The inaugural “Gulf Coast Energy Outlook” by Louisiana State University’s Center for Energy Studies and E.J. Ourso College of Business, offers a broad overview of global and national energy market trends, with an emphasis on its implications for the two main states, Texas and Louisiana.
“Our research shows that the Gulf Coast has seen large increases in oil and gas production, with these increases concentrated in the state of Texas,” said co-author Gregory B. Upton Jr., assistant professor in the LSU Center for Energy Studies. “The growth of federal offshore production observed in the 1990s has been offset by U.S. onshore shale producers over this past decade. We are truly experiencing the next era of oil and gas production spearheaded by technological advancements made right here in our own Gulf Coast region.”
A plethora of expansions are underway along the Gulf Coast.
The new production has created significant investment opportunities in refining, petrochemicals and hydrocarbon transport.
“We expect that these investments will continue in upcoming years,” Upton said.
The past 15 years or so have been phenomenal for the energy industry, but it’s also fallen victim to its own success, as increased supply has contributed to swiftly falling prices, first of natural gas starting in 2008, and then for crude oil starting in 2015.
“These sudden price changes have had economy-wide implications,” the LSU researchers said.
U.S. oil prices are expected to remain around $5-65/bbl until the end of 2018, with the high estimates for 2018 at $75/bbl, the researchers said.

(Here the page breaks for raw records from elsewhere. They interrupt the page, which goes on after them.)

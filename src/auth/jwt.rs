use axum::extract::FromRef;
use jsonwebtoken::{decode, DecodingKey, Validation};
use tracing::debug;

use super::claims::Claims;
use crate::{config::JwtConfig, state::AppState};

/// Verification material for bearer tokens issued by the identity provider.
#[derive(Clone)]
pub struct JwtKeys {
    pub decoding: DecodingKey,
    pub issuer: String,
    pub audience: String,
    #[cfg(test)]
    secret: String,
}

impl FromRef<AppState> for JwtKeys {
    fn from_ref(state: &AppState) -> Self {
        Self::from_config(&state.config.jwt)
    }
}

impl JwtKeys {
    pub fn from_config(cfg: &JwtConfig) -> Self {
        Self {
            decoding: DecodingKey::from_secret(cfg.secret.as_bytes()),
            issuer: cfg.issuer.clone(),
            audience: cfg.audience.clone(),
            #[cfg(test)]
            secret: cfg.secret.clone(),
        }
    }

    pub fn verify(&self, token: &str) -> anyhow::Result<Claims> {
        let mut validation = Validation::default();
        validation.set_audience(std::slice::from_ref(&self.audience));
        validation.set_issuer(std::slice::from_ref(&self.issuer));
        let data = decode::<Claims>(token, &self.decoding, &validation)?;
        debug!(sub = %data.claims.sub, "jwt verified");
        Ok(data.claims)
    }
}

#[cfg(test)]
impl JwtKeys {
    /// Mints a token the way the identity provider would.
    pub fn sign_for(&self, sub: &str, ttl_secs: i64) -> String {
        use jsonwebtoken::{encode, EncodingKey, Header};
        use time::OffsetDateTime;

        let now = OffsetDateTime::now_utc().unix_timestamp();
        let claims = Claims {
            sub: sub.to_string(),
            iat: Some(now as usize),
            exp: (now + ttl_secs) as usize,
            iss: self.issuer.clone(),
            aud: self.audience.clone(),
        };
        encode(
            &Header::default(),
            &claims,
            &EncodingKey::from_secret(self.secret.as_bytes()),
        )
        .expect("sign test token")
    }
}
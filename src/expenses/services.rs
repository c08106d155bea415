use anyhow::Context;
use rust_decimal::Decimal;
use time::Date;
use tracing::{info, warn};

use super::{
    aggregation,
    dto::{ChartData, ExpenseQuery, LedgerResponse},
    filter::Filter,
    repo::ExpenseStore,
    repo_types::{Expense, NewExpense},
};
use crate::{
    auth::UserId,
    receipts::{upload_receipt, ReceiptUpload},
    state::AppState,
};

/// Filtered ledger plus the categories for the filter picker.
pub async fn ledger(
    store: &dyn ExpenseStore,
    user_id: &UserId,
    query: ExpenseQuery,
    filter: &Filter,
) -> anyhow::Result<LedgerResponse> {
    let categories = store.list_categories(user_id).await?;
    let items = store.list(user_id, filter).await?;
    let total = items.iter().map(|e| e.amount).sum::<Decimal>();
    Ok(LedgerResponse {
        items,
        total,
        categories,
        filters: query,
    })
}

/// Uploads the receipt (if any) and only then persists the record pointing at
/// it. If the upload fails nothing is written.
pub async fn create_expense(
    st: &AppState,
    user_id: &UserId,
    mut new: NewExpense,
    receipt: Option<ReceiptUpload>,
) -> anyhow::Result<Expense> {
    let stored = match receipt {
        Some(upload) => Some(
            upload_receipt(st.storage.as_ref(), upload)
                .await
                .context("upload receipt")?,
        ),
        None => None,
    };
    new.receipt_url = stored.as_ref().map(|s| s.url.clone());

    match st.expenses.create(user_id, new).await {
        Ok(expense) => {
            info!(%user_id, expense_id = expense.id, has_receipt = stored.is_some(), "expense created");
            Ok(expense)
        }
        Err(e) => {
            // the blob is unreferenced now; removing it is best effort
            if let Some(s) = stored {
                if let Err(cleanup) = st.storage.delete_object(&s.key).await {
                    warn!(error = %cleanup, key = %s.key, "orphaned receipt left behind");
                }
            }
            Err(e)
        }
    }
}

pub async fn chart_data(
    store: &dyn ExpenseStore,
    user_id: &UserId,
    filter: &Filter,
    today: Date,
) -> anyhow::Result<ChartData> {
    let by_category = store
        .list(user_id, &aggregation::category_window(filter, today))
        .await?;
    let by_month = store
        .list(user_id, &aggregation::month_window(filter, today))
        .await?;
    Ok(ChartData {
        by_category: aggregation::sum_by_category(&by_category),
        by_month: aggregation::sum_by_month(&by_month),
    })
}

Natural gas prices should continue to be $3.00-3.50/ MMBtu, with a high estimate in 2018 of $3.73.
While prices are expected to stay relatively flat, price volatility also should remain low, boding well for coastal expansions and greenfield projects -- particularly geared to booming gas supply.
“In Louisiana alone, over $46 billion of capital expansions have already been completed since 2011, with another $96 billion in remaining announced projects,” said the researchers. “While all of these projects will likely not come to fruition, this represents a significant opportunity for the energy manufacturing sector in coming years.”

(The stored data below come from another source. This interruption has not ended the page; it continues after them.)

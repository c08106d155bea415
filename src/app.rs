use std::net::SocketAddr;
use axum::{Router, routing::get};
use tower_http::{cors::CorsLayer, trace::TraceLayer};
use crate::expenses;
use crate::state::AppState;

pub fn build_app(state: AppState) -> Router {
    let max_upload_bytes = state.config.max_upload_bytes;
    Router::new()
        .merge(expenses::router(max_upload_bytes))
        .route("/health", get(|| async { "ok" }))
        .with_state(state)
        .layer(CorsLayer::permissive())
        .layer(
            TraceLayer::new_for_http()
                .make_span_with(|req: &axum::http::Request<_>| {
                    let method = req.method().clone();
                    let uri = req.uri().clone();
                    tracing::info_span!("http_request", %method, uri = %uri, status = tracing::field::Empty)
                })
                .on_response(
                    |res: &axum::http::Response<_>,
                     latency: std::time::Duration,
                     span: &tracing::Span| {
                        let status = res.status();
                        span.record("status", tracing::field::display(status));
                        let latency_ms = latency.as_millis() as u64;
                        if status.is_server_error() {
                            tracing::error!(%status, latency_ms, "response");
                        } else {
                            tracing::info!(%status, latency_ms, "response");
                        }
                    },
                ),
        )
}

pub async fn serve(app: Router) -> anyhow::Result<()> {
    let addr: SocketAddr = format!(
        "{}:{}",
        std::env::var("APP_HOST").unwrap_or_else(|_| "0.0.0.0".into()),
        std::env::var("APP_PORT").unwrap_or_else(|_| "8080".into())
    )
        .parse()?;

    tracing::info!("listening on {}", addr);
    let listener = tokio::net::TcpListener::bind(addr).await?;
    axum::serve(listener, app).await?;
    Ok(())
}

The refining sector along the Gulf Coast also should see resilient crude production, while net exports climb.
“Employment in both the upstream oil and gas extraction sectors and downstream refining and petrochemical sectors is expected to increase steadily in coming years…If natural gas prices continue to remain affordable and volatility remains subdued, this will provide the atmosphere necessary for continued petrochemical expansions.”
Moderate, stable oil and gas prices also should provide the opportunity for producers to keep drilling, while improving efficiency overall in the “still historically young” unconventional formations.

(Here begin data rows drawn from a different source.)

//! Filter value used by the ledger and the charts, and its two renderings:
//! an SQL fragment for Postgres and an in-process predicate.

use sqlx::{Postgres, QueryBuilder};
use time::{macros::time, Date, OffsetDateTime, PrimitiveDateTime};

use super::repo_types::Expense;

/// Category value meaning "no category restriction".
pub const ALL_CATEGORIES: &str = "All";

#[derive(Debug, Clone, Default, PartialEq, Eq)]
pub struct Filter {
    pub from: Option<Date>,
    pub to: Option<Date>,
    pub category: Option<String>,
}

impl Filter {
    /// Builds a filter, dropping a blank or `"All"` category.
    pub fn new(from: Option<Date>, to: Option<Date>, category: Option<String>) -> Self {
        let category = category.filter(|c| !c.trim().is_empty() && c != ALL_CATEGORIES);
        Self { from, to, category }
    }

    /// Same category restriction, different date window.
    pub fn with_window(&self, from: Date, to: Date) -> Self {
        Self {
            from: Some(from),
            to: Some(to),
            category: self.category.clone(),
        }
    }

    pub fn lower_bound(&self) -> Option<OffsetDateTime> {
        self.from.map(start_of_day)
    }

    pub fn upper_bound(&self) -> Option<OffsetDateTime> {
        self.to.map(end_of_day)
    }

    pub fn matches(&self, expense: &Expense) -> bool {
        if let Some(lo) = self.lower_bound() {
            if expense.date < lo {
                return false;
            }
        }
        if let Some(hi) = self.upper_bound() {
            if expense.date > hi {
                return false;
            }
        }
        match &self.category {
            Some(c) => expense.category == *c,
            None => true,
        }
    }

    /// Appends ` AND ...` conditions for every present field. The caller has
    /// already opened the `WHERE` clause.
    pub fn push_conditions(&self, qb: &mut QueryBuilder<'_, Postgres>) {
        if let Some(lo) = self.lower_bound() {
            qb.push(" AND date >= ").push_bind(lo);
        }
        if let Some(hi) = self.upper_bound() {
            qb.push(" AND date <= ").push_bind(hi);
        }
        if let Some(category) = &self.category {
            qb.push(" AND category = ").push_bind(category.clone());
        }
    }
}

pub fn start_of_day(date: Date) -> OffsetDateTime {
    date.midnight().assume_utc()
}

/// Last representable instant of `date`.
pub fn end_of_day(date: Date) -> OffsetDateTime {
    PrimitiveDateTime::new(date, time!(23:59:59.999999999)).assume_utc()
}

#[cfg(test)]
mod tests {
    use super::*;
    use rust_decimal::Decimal;
    use time::macros::{date, datetime};

    fn expense(at: OffsetDateTime, category: &str) -> Expense {
        Expense {
            id: 1,
            user_id: "u".into(),
            date: at,
            category: category.into(),
            description: "d".into(),
            amount: Decimal::ONE,
            receipt_url: None,
        }
    }

    #[test]
    fn category_all_or_blank_means_no_restriction() {
        assert_eq!(Filter::new(None, None, Some("All".into())).category, None);
        assert_eq!(Filter::new(None, None, Some("  ".into())).category, None);
        assert_eq!(
            Filter::new(None, None, Some("Food".into())).category.as_deref(),
            Some("Food")
        );
    }

    #[test]
    fn category_is_exact_match() {
        let f = Filter::new(None, None, Some("Food".into()));
        let at = datetime!(2024-01-10 12:00 UTC);
        assert!(f.matches(&expense(at, "Food")));
        assert!(!f.matches(&expense(at, "food")));
        assert!(!f.matches(&expense(at, "Food ")));
        assert!(!f.matches(&expense(at, "Travel")));
    }

    #[test]
    fn single_day_range_covers_whole_day() {
        let f = Filter::new(Some(date!(2024-01-10)), Some(date!(2024-01-10)), None);
        assert!(f.matches(&expense(datetime!(2024-01-10 00:00 UTC), "x")));
        assert!(f.matches(&expense(datetime!(2024-01-10 23:59:59.999999 UTC), "x")));
        assert!(!f.matches(&expense(datetime!(2024-01-09 23:59:59.999999 UTC), "x")));
        assert!(!f.matches(&expense(datetime!(2024-01-11 00:00 UTC), "x")));
    }

    #[test]
    fn empty_filter_matches_everything() {
        let f = Filter::default();
        assert!(f.matches(&expense(datetime!(1999-12-31 23:00 UTC), "any")));
    }

    #[test]
    fn with_window_keeps_category() {
        let f = Filter::new(Some(date!(2020-01-01)), None, Some("Food".into()));
        let w = f.with_window(date!(2024-01-01), date!(2024-03-31));
        assert_eq!(w.from, Some(date!(2024-01-01)));
        assert_eq!(w.to, Some(date!(2024-03-31)));
        assert_eq!(w.category.as_deref(), Some("Food"));
    }

    #[test]
    fn sql_fragment_only_binds_present_fields() {
        let mut qb = QueryBuilder::<Postgres>::new("SELECT 1 FROM expenses WHERE user_id = ");
        qb.push_bind("u".to_string());
        Filter::default().push_conditions(&mut qb);
        assert_eq!(qb.sql(), "SELECT 1 FROM expenses WHERE user_id = $1");

        let mut qb = QueryBuilder::<Postgres>::new("SELECT 1 FROM expenses WHERE user_id = ");
        qb.push_bind("u".to_string());
        Filter::new(Some(date!(2024-01-01)), Some(date!(2024-01-31)), Some("Food".into()))
            .push_conditions(&mut qb);
        assert_eq!(
            qb.sql(),
            "SELECT 1 FROM expenses WHERE user_id = $1 AND date >= $2 AND date <= $3 AND category = $4"
        );

        let mut qb = QueryBuilder::<Postgres>::new("SELECT 1 FROM expenses WHERE user_id = ");
        qb.push_bind("u".to_string());
        Filter::new(None, Some(date!(2024-01-31)), None).push_conditions(&mut qb);
        assert_eq!(
            qb.sql(),
            "SELECT 1 FROM expenses WHERE user_id = $1 AND date <= $2"
        );
    }
}
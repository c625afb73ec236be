use std::str::FromStr;
use std::time::Duration;

use sqlx::sqlite::{SqliteConnectOptions, SqlitePoolOptions};

pub type DbPool = sqlx::SqlitePool;

pub async fn connect(database_url: &str) -> Result<DbPool, sqlx::Error> {
    connect_with_settings(database_url, 5, 30).await
}

/// Every connection to an in-memory database opens its own empty database,
/// so those pools are held to a single connection.
pub async fn connect_with_settings(
    database_url: &str,
    max_connections: u32,
    timeout_secs: u64,
) -> Result<DbPool, sqlx::Error> {
    let url = if database_url.trim() == ":memory:" { "sqlite::memory:" } else { database_url };
    let options = SqliteConnectOptions::from_str(url)?.create_if_missing(true);
    let max_connections = if is_in_memory(url) { 1 } else { max_connections.max(1) };

    SqlitePoolOptions::new()
        .max_connections(max_connections)
        .acquire_timeout(Duration::from_secs(timeout_secs.max(1)))
        .after_connect(|conn, _meta| {
            Box::pin(async move {
                sqlx::query("PRAGMA foreign_keys = ON").execute(&mut *conn).await?;
                sqlx::query("PRAGMA journal_mode = WAL").execute(&mut *conn).await?;
                sqlx::query("PRAGMA busy_timeout = 5000").execute(&mut *conn).await?;
                Ok(())
            })
        })
        .connect_with(options)
        .await
}

fn is_in_memory(url: &str) -> bool {
    url.contains(":memory:") || url.contains("mode=memory")
}

#[cfg(test)]
mod tests {
    use super::{connect_with_settings, is_in_memory};

    #[test]
    fn detects_in_memory_urls() {
        assert!(is_in_memory("sqlite::memory:"));
        assert!(is_in_memory("sqlite://file:pricing?mode=memory&cache=shared"));
        assert!(!is_in_memory("sqlite://joinery.db"));
    }

    #[tokio::test]
    async fn in_memory_pool_is_capped_to_one_connection() {
        let pool = connect_with_settings("sqlite::memory:", 8, 5).await.expect("connect");
        assert_eq!(pool.options().get_max_connections(), 1);
    }

    #[tokio::test]
    async fn file_database_is_created_when_missing() {
        let dir = tempfile::tempdir().expect("tempdir");
        let path = dir.path().join("joinery.db");
        let url = format!("sqlite://{}", path.display());

        let pool = connect_with_settings(&url, 2, 5).await.expect("connect");
        sqlx::query("SELECT 1").execute(&pool).await.expect("query");

        assert!(path.exists());
    }
}
use rust_decimal::Decimal;
use tracing::debug;

use crate::domain::commission::{CommissionResult, TierContribution, TierTable};
use crate::errors::DomainError;

pub trait CommissionEngine: Send + Sync {
    fn calculate(
        &self,
        sale_value: Decimal,
        tiers: &TierTable,
    ) -> Result<CommissionResult, DomainError>;
}

#[derive(Clone, Copy, Debug, Default)]
pub struct ProgressiveCommissionEngine;

impl CommissionEngine for ProgressiveCommissionEngine {
    fn calculate(
        &self,
        sale_value: Decimal,
        tiers: &TierTable,
    ) -> Result<CommissionResult, DomainError> {
        calculate_progressive_commission(sale_value, tiers)
    }
}

/// Progressive (marginal) commission: each band pays its rate only on the
/// slice of `sale_value` that falls inside it.
///
/// A band is reached only when `sale_value` is strictly above its floor, so a
/// sale exactly on a floor contributes nothing to that band. Bands paying zero
/// are left out of the breakdown. Fails only when the running total leaves the
/// `Decimal` range, which a non-overlapping table cannot do.
pub fn calculate_progressive_commission(
    sale_value: Decimal,
    tiers: &TierTable,
) -> Result<CommissionResult, DomainError> {
    let mut result = CommissionResult::default();

    for tier in tiers.tiers() {
        if sale_value <= tier.min_value {
            continue;
        }

        let band_end = match tier.max_value {
            Some(max_value) => sale_value.min(max_value),
            None => sale_value,
        };
        let applicable_amount = (band_end - tier.min_value).max(Decimal::ZERO);
        let commission_amount = applicable_amount
            .checked_mul(tier.rate)
            .ok_or_else(|| DomainError::out_of_range("commission_amount"))?;

        if commission_amount <= Decimal::ZERO {
            continue;
        }

        debug!(
            event_name = "pricing.commission.tier_applied",
            tier_order = tier.order,
            applicable_amount = %applicable_amount,
            rate = %tier.rate,
            commission_amount = %commission_amount,
            "commission tier applied"
        );

        result.total = result
            .total
            .checked_add(commission_amount)
            .ok_or_else(|| DomainError::out_of_range("commission_total"))?;
        result.tier_breakdown.push(TierContribution {
            tier_order: tier.order,
            min_value: tier.min_value,
            max_value: tier.max_value,
            applicable_amount,
            rate: tier.rate,
            commission_amount,
        });
    }

    Ok(result)
}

By 2020, total domestic crude production is forecast to increase by more than 10 million b/d, with an increased concentration in the Gulf Coast region, according to LSU. And while more natural gas production is underway in Appalachia’s Marcellus Shale, the Gulf Coast remains a “significant” contributor.
“U.S. natural gas production continues to be resilient and shows continued strong growth through 2020 and beyond,” said the LSU team. “The Gulf Coast region makes a significant contribution to the 80 Bcf/d U.S. market, but the Marcellus accounts for the largest relative share.”
Although Appalachia is vying for more gas-related investments, the Gulf Coast remains the go-to site for petrochemical expansions, with most of North America’s processing and refinery capacity concentrated in Texas and Louisiana.
“In recent years, the most important aspect has been construction boom in the sector, driven to a large extent by new natural gas production,” the LSU team said. “New extraction technology has produced lower and more stable prices of natural gas, the key input into the Gulf Coast’s chemical manufacturing sector.”
Gas production is the backbone for feedstock in the chemical manufacturing sector, and “low and stable prices have created a renaissance in industrial development in the Gulf Coast region.”
The feedstock is key in helping produce ammonia, methanol, and ethylene, and these industries in the Gulf Coast region have access to “consistent supplies of inexpensive natural gas,” which is likely to continue for decades.
“This presents a unique opportunity for significant expansion,” said the authors, who also included LSU’s Christopher K. Coombs, an energy adviser in the Economics & Policy Research Group; David E. Dismukes, executive director and professor of the Center for Energy Studies; and Dek Terrell, director and professor, Economics & Policy Research Group.
LSU’s Center for Energy Studies has tracked Gulf Coast industrial expansions for several years, estimating that a total of $240 billion “of either already completed or announced capital expenditures” are heavily concentrated in Texas and Louisiana.
Most of the expenditures in the two states are in three categories -- liquefied natural gas export, methanol/ammonia, and cracker/polymer.
“The continued low natural gas price outlook has facilitated over $142 billion in announced capital expenditures, with $46 billion already completed and $96 billion remaining.”